4 players, each with 3 raises and weaponnery at 3, lunging on a vilain are doing 24 wounds/round.

It would be a weird strategy and you can do better, but that's just 2 rounds!

 

Patrick McCoy
Patrick McCoy's picture

That's assuming you min-max. That's assuming your players are swordsman. Example one is more of talker, etc.

Although your right four skilled swordsman would be a deadly combo.

Heng benjamin
Heng benjamin's picture

Ok, I took a rather expeditive exemple. But a duellist can go up to 9 wounds/round (slash/feint/lunge) in the same configuration, regardless of the school.

I doubt you're going to have only one duellist in a 4 player's party, but they still have an average 18 wounds with only one. 

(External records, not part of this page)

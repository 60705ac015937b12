//! Train command implementation.

use clap::Parser;
use std::path::PathBuf;

/// Train command arguments.
#[derive(Parser)]
pub struct TrainCommand {
    /// Path to the training corpus
    #[arg(
        short,
        long,
        conflicts_with = "data_dir",
        required_unless_present = "data_dir"
    )]
    pub input: Option<PathBuf>,

    /// Dataset directory; the corpus is read from <DIR>/train/train.txt
    #[arg(long)]
    pub data_dir: Option<PathBuf>,

    /// Output directory for the trained model
    #[arg(short, long)]
    pub output: PathBuf,

    /// Target vocabulary size, including the 256 byte tokens
    #[arg(long)]
    pub vocab_size: Option<usize>,

    /// Minimum pair count for a merge
    #[arg(long)]
    pub min_frequency: Option<u64>,

    /// JSON training configuration; flags override its values
    #[arg(short, long)]
    pub config: Option<PathBuf>,

    /// Model format to write (json or text)
    #[arg(short, long, default_value = "json")]
    pub format: ModelFormat,

    /// Number of rayon worker threads
    #[arg(long)]
    pub threads: Option<usize>,

    /// Build the initial pair index on a single thread
    #[arg(long)]
    pub no_parallel: bool,

    /// Do not show a progress bar
    #[arg(long)]
    pub no_progress: bool,
}

use anyhow::{Context, Result as AnyhowResult};
use bytemerge_tokenizer::{ModelFormat, Tokenizer, TrainingConfig};
use bytemerge_training::{BpeTrainer, StepOutcome};
use indicatif::{ProgressBar, ProgressStyle};
use rayon::ThreadPoolBuilder;
use std::fs;
use std::path::Path;
use std::time::{Duration, Instant};

pub fn run(cmd: TrainCommand) -> AnyhowResult<()> {
    if let Some(threads) = cmd.threads {
        ThreadPoolBuilder::new()
            .num_threads(threads)
            .build_global()
            .context("unable to configure rayon thread pool")?;
    }

    let config = training_config(&cmd)?;
    let corpus_path = corpus_path(&cmd)?;

    let start = Instant::now();
    let corpus = fs::read(&corpus_path)
        .with_context(|| format!("failed to read corpus {}", corpus_path.display()))?;
    log::info!(
        "Read {} bytes from {} in {:.2}s",
        corpus.len(),
        corpus_path.display(),
        start.elapsed().as_secs_f64()
    );

    let mut trainer = BpeTrainer::new(config).context("invalid training configuration")?;

    let start = Instant::now();
    trainer.load_corpus(&corpus)?;
    drop(corpus);

    let progress = progress_bar(trainer.config(), cmd.no_progress)?;
    loop {
        match trainer.step()? {
            StepOutcome::Merged(step) => {
                progress.inc(1);
                progress.set_message(format!("count {}", step.count));
            }
            StepOutcome::Stopped(_) => break,
        }
    }
    progress.finish_and_clear();
    let elapsed = start.elapsed();

    let (tokenizer, report) = Tokenizer::from_outcome(trainer.finish())?;
    let written = tokenizer
        .save(&cmd.output, cmd.format)
        .with_context(|| format!("failed to save model to {}", cmd.output.display()))?;

    println!("Training completed in {:.2}s", elapsed.as_secs_f64());
    if let Some(reason) = report.stop_reason {
        println!("  Stopped: {reason}");
    }
    println!("  Merges: {}", report.merges);
    println!("  Vocab size: {}", report.vocab_size);
    println!(
        "  Corpus: {} bytes -> {} tokens ({:.3} bytes/token)",
        report.corpus_bytes,
        report.final_tokens,
        report.compression_ratio()
    );
    println!("  Model: {}", written.display());

    Ok(())
}

/// Merge the config file (if any) with command line overrides.
fn training_config(cmd: &TrainCommand) -> AnyhowResult<TrainingConfig> {
    let mut config = match &cmd.config {
        Some(path) => {
            let text = fs::read_to_string(path)
                .with_context(|| format!("failed to read config {}", path.display()))?;
            serde_json::from_str::<TrainingConfig>(&text)
                .with_context(|| format!("failed to parse config {}", path.display()))?
        }
        None => TrainingConfig::default(),
    };

    if let Some(vocab_size) = cmd.vocab_size {
        config.vocab_size = Some(vocab_size);
    }
    if let Some(min_frequency) = cmd.min_frequency {
        config.min_frequency = Some(min_frequency);
    }
    if cmd.no_parallel {
        config.parallel = false;
    }

    config.validate()?;
    Ok(config)
}

fn corpus_path(cmd: &TrainCommand) -> AnyhowResult<PathBuf> {
    match (&cmd.input, &cmd.data_dir) {
        (Some(input), _) => Ok(input.clone()),
        (None, Some(dir)) => Ok(dataset_corpus(dir)),
        (None, None) => anyhow::bail!("either --input or --data-dir is required"),
    }
}

fn dataset_corpus(dir: &Path) -> PathBuf {
    dir.join("train").join("train.txt")
}

fn progress_bar(config: &TrainingConfig, hidden: bool) -> AnyhowResult<ProgressBar> {
    if hidden {
        return Ok(ProgressBar::hidden());
    }

    let progress = match config.target_merges() {
        Some(total) => {
            let progress = ProgressBar::new(total as u64);
            progress.set_style(
                ProgressStyle::with_template(
                    "{bar:40.cyan/blue} {pos}/{len} merges {msg} [{elapsed_precise}]",
                )?
                .progress_chars("=> "),
            );
            progress
        }
        None => {
            let progress = ProgressBar::new_spinner();
            progress.set_style(ProgressStyle::with_template(
                "{spinner} {pos} merges {msg} [{elapsed_precise}]",
            )?);
            progress
        }
    };
    progress.enable_steady_tick(Duration::from_millis(100));
    Ok(progress)
}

If they do not have one and are not fight capable, they've better not challenge someone so much above their skill....

Salamanca
Salamanca's picture
You don't have to write scenarios that call for physically beating the villain down either. You can plan for them to opt to escape at a certain number of wounds. You can put the villain between them and an objective like handing over a document. If the players keep him busy long enough for the courier in the group to get through, the villain has no reason to continue. And remember, letting him win builds more influence so he is stronger the next time they fight. So that is not a bad thing early in the campaign. I will guess that after 2 sessions, you will have a feel for just how strong you need to go.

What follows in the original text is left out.